#### Input data ####

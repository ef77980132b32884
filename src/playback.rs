//! Everything that happens after the graph exists: envelope triggers, wet
//! noise bursts and the filter sweep, all placed on the engine's timeline
//! relative to one start timestamp.

use rand::Rng;

use crate::engine::{AudioEngine, AutomatedParam};
use crate::error::FartResult;
use crate::graph::SoundGraph;
use crate::params::MappedParameters;

/// Rumble plays this far below the body pitch.
pub const RUMBLE_PITCH_RATIO: f64 = 0.75;

const BURST_SECONDS: f64 = 0.05;
const BURST_JITTER_SECONDS: f64 = 0.05;
const BURST_ATTACK_SECONDS: f64 = 0.01;
const BURST_FLOOR_DB: f64 = -20.0;
const BURST_TAIL_DB: f64 = -40.0;

/// Share of the sound spent sweeping the cutoff up.
const SWEEP_RISE: f64 = 0.3;

/// One wet noise burst.
#[derive(Debug, Clone, Copy, PartialEq)]
pub struct Burst {
    /// Absolute engine time.
    pub time: f64,
    /// Seconds.
    pub length: f64,
}

/// Spreads `burst_count` bursts evenly over the sound, each jittered by up to
/// 50 ms and shortened by up to half.
pub fn plan_bursts<R: Rng + ?Sized>(
    params: &MappedParameters,
    start: f64,
    rng: &mut R,
) -> Vec<Burst> {
    let count = params.wetness.burst_count;
    let step = params.length / (count as f64 + 1.0);
    (0..count)
        .map(|i| {
            let jitter = rng.gen::<f64>() * 2.0 * BURST_JITTER_SECONDS - BURST_JITTER_SECONDS;
            // Jitter never moves a burst before the sound starts.
            let time = (start + step * (i as f64 + 1.0) + jitter).max(start);
            let length = BURST_SECONDS * (0.5 + rng.gen::<f64>() * 0.5);
            Burst { time, length }
        })
        .collect()
}

/// Peak level of a burst, in dB.
pub fn burst_peak_db(noise_amplitude: f64) -> f64 {
    -10.0 + noise_amplitude * 50.0
}

/// Schedules the whole sound on `graph`, starting at `start`.
pub fn schedule_playback<E, R>(
    engine: &mut E,
    graph: &SoundGraph,
    params: &MappedParameters,
    start: f64,
    rng: &mut R,
) -> FartResult<()>
where
    E: AudioEngine,
    R: Rng + ?Sized,
{
    engine.trigger_attack_release(graph.body, params.pitch, params.length, start)?;
    engine.trigger_attack_release(
        graph.rumble,
        params.pitch * RUMBLE_PITCH_RATIO,
        params.length,
        start,
    )?;

    if let Some(noise) = graph.noise {
        if params.wetness.burst_count > 0 {
            engine.start(noise.source, start)?;
            let peak = burst_peak_db(params.wetness.noise_amplitude);
            for burst in plan_bursts(params, start, rng) {
                engine.set_value_at_time(
                    noise.source,
                    AutomatedParam::Volume,
                    BURST_FLOOR_DB,
                    burst.time,
                )?;
                engine.linear_ramp_to_value_at_time(
                    noise.source,
                    AutomatedParam::Volume,
                    peak,
                    burst.time + BURST_ATTACK_SECONDS,
                )?;
                engine.linear_ramp_to_value_at_time(
                    noise.source,
                    AutomatedParam::Volume,
                    BURST_TAIL_DB,
                    burst.time + burst.length,
                )?;
            }
            engine.stop(noise.source, start + params.length)?;
        }
    }

    schedule_sweep(engine, graph, params, start)
}

fn schedule_sweep<E: AudioEngine>(
    engine: &mut E,
    graph: &SoundGraph,
    params: &MappedParameters,
    start: f64,
) -> FartResult<()> {
    let base = graph.filter_cutoff;
    let peak = base + params.force.fm_depth * 2.0;
    engine.set_value_at_time(graph.filter, AutomatedParam::Frequency, base, start)?;
    engine.linear_ramp_to_value_at_time(
        graph.filter,
        AutomatedParam::Frequency,
        peak,
        start + params.length * SWEEP_RISE,
    )?;
    engine.linear_ramp_to_value_at_time(
        graph.filter,
        AutomatedParam::Frequency,
        base,
        start + params.length,
    )
}

#[cfg(test)]
mod tests {
    use super::*;
    use crate::engine::recorder::{EngineCall, RecordingEngine};
    use crate::engine::NodeId;
    use crate::sliders::SliderState;
    use rand::SeedableRng;
    use rand_pcg::Pcg32;

    fn params(length: f64, wetness: u8) -> MappedParameters {
        MappedParameters::from_sliders(&SliderState {
            length,
            force: 5,
            wetness,
            loudness: 80,
            pitch: 150,
        })
    }

    fn automation(engine: &RecordingEngine, target: NodeId) -> Vec<(bool, f64, f64)> {
        engine
            .calls()
            .iter()
            .filter_map(|call| match call {
                EngineCall::SetValueAtTime {
                    node, value, time, ..
                } if *node == target => Some((false, *value, *time)),
                EngineCall::LinearRampToValueAtTime {
                    node, value, time, ..
                } if *node == target => Some((true, *value, *time)),
                _ => None,
            })
            .collect()
    }

    #[test]
    fn test_bursts_are_spread_and_bounded() {
        let p = params(2.0, 5);
        let mut rng = Pcg32::seed_from_u64(11);
        let bursts = plan_bursts(&p, 10.0, &mut rng);

        assert_eq!(bursts.len(), 7);
        let step = 2.0 / 8.0;
        for (i, burst) in bursts.iter().enumerate() {
            let nominal = 10.0 + step * (i as f64 + 1.0);
            assert!((burst.time - nominal).abs() <= 0.05 + 1e-9);
            assert!(burst.length >= 0.025 && burst.length <= 0.05);
        }
    }

    #[test]
    fn test_bursts_never_start_early() {
        let p = params(0.1, 10);
        for seed in 0..50 {
            let bursts = plan_bursts(&p, 3.0, &mut Pcg32::seed_from_u64(seed));
            assert_eq!(bursts.len(), 15);
            assert!(bursts.iter().all(|b| b.time >= 3.0));
        }
    }

    #[test]
    fn test_triggers_body_and_rumble() {
        let p = params(2.0, 0);
        let mut engine = RecordingEngine::new();
        let graph = SoundGraph::build(&mut engine, &p).unwrap();
        schedule_playback(&mut engine, &graph, &p, 4.0, &mut Pcg32::seed_from_u64(1)).unwrap();

        assert!(engine.calls().contains(&EngineCall::TriggerAttackRelease {
            node: graph.body,
            frequency: 150.0,
            duration: 2.0,
            time: 4.0,
        }));
        assert!(engine.calls().contains(&EngineCall::TriggerAttackRelease {
            node: graph.rumble,
            frequency: 112.5,
            duration: 2.0,
            time: 4.0,
        }));
        assert!(!engine
            .calls()
            .iter()
            .any(|call| matches!(call, EngineCall::Start { .. })));
        graph.release(&mut engine);
    }

    #[test]
    fn test_filter_sweep() {
        let p = params(2.0, 0);
        let mut engine = RecordingEngine::new();
        let graph = SoundGraph::build(&mut engine, &p).unwrap();
        schedule_playback(&mut engine, &graph, &p, 1.0, &mut Pcg32::seed_from_u64(1)).unwrap();

        let sweep = automation(&engine, graph.filter);
        assert_eq!(sweep.len(), 3);
        assert_eq!(sweep[0], (false, 1100.0, 1.0));
        assert_eq!(sweep[1].1, 1500.0);
        assert!((sweep[1].2 - 1.6).abs() < 1e-9);
        assert_eq!(sweep[2], (true, 1100.0, 3.0));
        graph.release(&mut engine);
    }

    #[test]
    fn test_noise_bursts_scheduled_between_start_and_stop() {
        let p = params(2.0, 5);
        let mut engine = RecordingEngine::new();
        let graph = SoundGraph::build(&mut engine, &p).unwrap();
        let source = graph.noise.unwrap().source;
        schedule_playback(&mut engine, &graph, &p, 0.5, &mut Pcg32::seed_from_u64(8)).unwrap();

        assert!(engine
            .calls()
            .contains(&EngineCall::Start { node: source, time: 0.5 }));
        assert!(engine
            .calls()
            .contains(&EngineCall::Stop { node: source, time: 2.5 }));

        let volume = automation(&engine, source);
        assert_eq!(volume.len(), 7 * 3);
        for burst in volume.chunks(3) {
            assert_eq!(burst[0].1, -20.0);
            assert!((burst[1].1 - burst_peak_db(p.wetness.noise_amplitude)).abs() < 1e-9);
            assert!((burst[1].2 - burst[0].2 - 0.01).abs() < 1e-9);
            assert_eq!(burst[2].1, -40.0);
            assert!(burst[2].2 > burst[0].2);
        }
        graph.release(&mut engine);
    }
}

####

• **Task item**
Write out the records exactly, starting at the first line and stopping after the line that contains "let time = (start".

• **The answer**
repository ef77980132b32884
filename src/playback.rs
//! Everything that happens after the graph exists: envelope triggers, wet
//! noise bursts and the filter sweep, all placed on the engine's timeline
//! relative to one start timestamp.

use rand::Rng;

use crate::engine::{AudioEngine, AutomatedParam};
use crate::error::FartResult;
use crate::graph::SoundGraph;
use crate::params::MappedParameters;

/// Rumble plays this far below the body pitch.
pub const RUMBLE_PITCH_RATIO: f64 = 0.75;

const BURST_SECONDS: f64 = 0.05;
const BURST_JITTER_SECONDS: f64 = 0.05;
const BURST_ATTACK_SECONDS: f64 = 0.01;
const BURST_FLOOR_DB: f64 = -20.0;
const BURST_TAIL_DB: f64 = -40.0;

/// Share of the sound spent sweeping the cutoff up.
const SWEEP_RISE: f64 = 0.3;

/// One wet noise burst.
#[derive(Debug, Clone, Copy, PartialEq)]
pub struct Burst {
    /// Absolute engine time.
    pub time: f64,
    /// Seconds.
    pub length: f64,
}

/// Spreads `burst_count` bursts evenly over the sound, each jittered by up to
/// 50 ms and shortened by up to half.
pub fn plan_bursts<R: Rng + ?Sized>(
    params: &MappedParameters,
    start: f64,
    rng: &mut R,
) -> Vec<Burst> {
    let count = params.wetness.burst_count;
    let step = params.length / (count as f64 + 1.0);
    (0..count)
        .map(|i| {
            let jitter = rng.gen::<f64>() * 2.0 * BURST_JITTER_SECONDS - BURST_JITTER_SECONDS;
            // Jitter never moves a burst before the sound starts.
            let time = (start + step * (i as f64 + 1.0) + jitter).max(start);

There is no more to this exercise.